• [What is being asked]:
The entries below need to be transcribed verbatim.

• [Task inputs]:
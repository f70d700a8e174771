//! Retry logic with exponential backoff
//!
//! Wraps a single remote call. Transient failures (see [`ApiError::is_retryable`]) are
//! retried with exponentially growing, optionally jittered delays until the attempt
//! ceiling is reached. A rate-limit signal carrying a reset time stretches the delay up
//! to that time, bounded by the policy's maximum delay.
//!
//! The two failure shapes are kept apart so callers can tell "gave up after trying"
//! ([`RetryFailure::Exhausted`]) from "this call cannot succeed" ([`RetryFailure::Rejected`]).

use crate::config::RetryConfig;
use crate::crawler::governor::RateGovernor;
use crate::{ApiError, ApiResult};
use chrono::Utc;
use rand::Rng;
use std::fmt;
use std::future::Future;
use std::time::Duration;

/// Why a retried call ultimately failed
#[derive(Debug)]
pub enum RetryFailure {
    /// Every attempt failed with a retryable error
    Exhausted { attempts: u32, last: ApiError },

    /// A non-retryable error ended the call
    Rejected(ApiError),
}

impl fmt::Display for RetryFailure {
    fn fmt(&self, f: &mut fmt::Formatter<'_>) -> fmt::Result {
        match self {
            Self::Exhausted { attempts, last } => {
                write!(f, "gave up after {} attempts: {}", attempts, last)
            }
            Self::Rejected(err) => write!(f, "{}", err),
        }
    }
}

/// Bounded exponential backoff for one class of calls
#[derive(Debug, Clone)]
pub struct RetryPolicy {
    config: RetryConfig,
}

impl RetryPolicy {
    pub fn new(config: RetryConfig) -> Self {
        Self { config }
    }

    /// Runs `operation` until it succeeds, fails permanently, or the ceiling is hit
    ///
    /// # Arguments
    ///
    /// * `name` - Operation name used in log messages
    /// * `governor` - When set, every attempt waits for the rate governor first
    /// * `operation` - Produces a fresh future for each attempt
    pub async fn run<F, Fut, T>(
        &self,
        name: &str,
        mut governor: Option<&mut RateGovernor>,
        mut operation: F,
    ) -> Result<T, RetryFailure>
    where
        F: FnMut() -> Fut,
        Fut: Future<Output = ApiResult<T>>,
    {
        let max_attempts = self.config.max_attempts.max(1);
        let mut delay = self.config.initial_delay();
        let mut attempt = 0;

        loop {
            attempt += 1;
            if let Some(governor) = governor.as_deref_mut() {
                governor.throttle().await;
            }

            match operation().await {
                Ok(result) => {
                    if attempt > 1 {
                        tracing::info!("{} succeeded after {} attempts", name, attempt);
                    }
                    return Ok(result);
                }
                Err(err) if !err.is_retryable() => {
                    tracing::debug!("{} failed with non-retryable error: {}", name, err);
                    return Err(RetryFailure::Rejected(err));
                }
                Err(err) if attempt >= max_attempts => {
                    tracing::warn!(
                        "{} failed after all {} attempts: {}",
                        name,
                        attempt,
                        err
                    );
                    return Err(RetryFailure::Exhausted {
                        attempts: attempt,
                        last: err,
                    });
                }
                Err(err) => {
                    let wait = self.delay_for(&err, delay);
                    tracing::warn!(
                        "{} failed (attempt {}/{}), retrying in {:?}: {}",
                        name,
                        attempt,
                        max_attempts,
                        wait,
                        err
                    );
                    tokio::time::sleep(wait).await;

                    // The product can overflow Duration for large multipliers
                    let next = Duration::try_from_secs_f64(
                        delay.as_secs_f64() * self.config.backoff_multiplier,
                    )
                    .unwrap_or(self.config.max_delay());
                    delay = next.min(self.config.max_delay());
                }
            }
        }
    }

    /// Delay before the next attempt
    ///
    /// Never exceeds the configured maximum delay.
    fn delay_for(&self, err: &ApiError, base: Duration) -> Duration {
        let mut wait = if self.config.jitter {
            add_jitter(base)
        } else {
            base
        };

        if let ApiError::RateLimited {
            reset_at: Some(reset_at),
        } = err
        {
            if let Ok(until_reset) = (*reset_at - Utc::now()).to_std() {
                wait = wait.max(until_reset);
            }
        }

        wait.min(self.config.max_delay())
    }
}

/// Add random jitter to a delay
///
/// The actual delay will be between `delay` and `2 * delay`.
fn add_jitter(delay: Duration) -> Duration {
    let mut rng = rand::thread_rng();
    let jitter_factor: f64 = rng.gen_range(0.0..=1.0);
    Duration::from_secs_f64(delay.as_secs_f64() * (1.0 + jitter_factor))
}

• [Result of the task]:
repository f70d700a8e174771
//! Retry logic with exponential backoff
//!
//! Wraps a single remote call. Transient failures (see [`ApiError::is_retryable`]) are
//! retried with exponentially growing, optionally jittered delays until the attempt
//! ceiling is reached. A rate-limit signal carrying a reset time stretches the delay up
//! to that time, bounded by the policy's maximum delay.
//!
//! The two failure shapes are kept apart so callers can tell "gave up after trying"
//! ([`RetryFailure::Exhausted`]) from "this call cannot succeed" ([`RetryFailure::Rejected`]).

use crate::config::RetryConfig;
use crate::crawler::governor::RateGovernor;
use crate::{ApiError, ApiResult};
use chrono::Utc;
use rand::Rng;
use std::fmt;
use std::future::Future;
use std::time::Duration;

/// Why a retried call ultimately failed
#[derive(Debug)]
pub enum RetryFailure {
    /// Every attempt failed with a retryable error
    Exhausted { attempts: u32, last: ApiError },

    /// A non-retryable error ended the call
    Rejected(ApiError),
}

impl fmt::Display for RetryFailure {
    fn fmt(&self, f: &mut fmt::Formatter<'_>) -> fmt::Result {
        match self {
            Self::Exhausted { attempts, last } => {
                write!(f, "gave up after {} attempts: {}", attempts, last)
            }
            Self::Rejected(err) => write!(f, "{}", err),
        }
    }
}

/// Bounded exponential backoff for one class of calls
#[derive(Debug, Clone)]
pub struct RetryPolicy {
    config: RetryConfig,
}

impl RetryPolicy {
    pub fn new(config: RetryConfig) -> Self {
        Self { config }
    }

    /// Runs `operation` until it succeeds, fails permanently, or the ceiling is hit
    ///
    /// # Arguments
    ///
    /// * `name` - Operation name used in log messages
    /// * `governor` - When set, every attempt waits for the rate governor first
    /// * `operation` - Produces a fresh future for each attempt
    pub async fn run<F, Fut, T>(
        &self,
        name: &str,
        mut governor: Option<&mut RateGovernor>,
        mut operation: F,
    ) -> Result<T, RetryFailure>
    where
        F: FnMut() -> Fut,
        Fut: Future<Output = ApiResult<T>>,
    {
        let max_attempts = self.config.max_attempts.max(1);
        let mut delay = self.config.initial_delay();
        let mut attempt = 0;

        loop {
            attempt += 1;
            if let Some(governor) = governor.as_deref_mut() {
                governor.throttle().await;
            }

            match operation().await {
                Ok(result) => {
                    if attempt > 1 {
                        tracing::info!("{} succeeded after {} attempts", name, attempt);
                    }
                    return Ok(result);
                }
                Err(err) if !err.is_retryable() => {
                    tracing::debug!("{} failed with non-retryable error: {}", name, err);
                    return Err(RetryFailure::Rejected(err));
                }
                Err(err) if attempt >= max_attempts => {
                    tracing::warn!(
                        "{} failed after all {} attempts: {}",
                        name,
                        attempt,
                        err
                    );
                    return Err(RetryFailure::Exhausted {
                        attempts: attempt,
                        last: err,
                    });
                }
                Err(err) => {
                    let wait = self.delay_for(&err, delay);
                    tracing::warn!(
                        "{} failed (attempt {}/{}), retrying in {:?}: {}",
                        name,
                        attempt,
                        max_attempts,
                        wait,
                        err
                    );
                    tokio::time::sleep(wait).await;

                    // The product can overflow Duration for large multipliers
                    let next = Duration::try_from_secs_f64(
                        delay.as_secs_f64() * self.config.backoff_multiplier,
                    )
                    .unwrap_or(self.config.max_delay());
                    delay = next.min(self.config.max_delay());
                }
            }
        }
    }

    /// Delay before the next attempt
    ///
    /// Never exceeds the configured maximum delay.
    fn delay_for(&self, err: &ApiError, base: Duration) -> Duration {
        let mut wait = if self.config.jitter {
            add_jitter(base)
        } else {
            base
        };

        if let ApiError::RateLimited {
            reset_at: Some(reset_at),
        } = err
        {
            if let Ok(until_reset) = (*reset_at - Utc::now()).to_std() {
                wait = wait.max(until_reset);
            }
        }

        wait.min(self.config.max_delay())
    }
}

/// Add random jitter to a delay
///
/// The actual delay will be between `delay` and `2 * delay`.
fn add_jitter(delay: Duration) -> Duration {
    let mut rng = rand::thread_rng();
    let jitter_factor: f64 = rng.gen_range(0.0..=1.0);
    Duration::from_secs_f64(delay.as_secs_f64() * (1.0 + jitter_factor))
}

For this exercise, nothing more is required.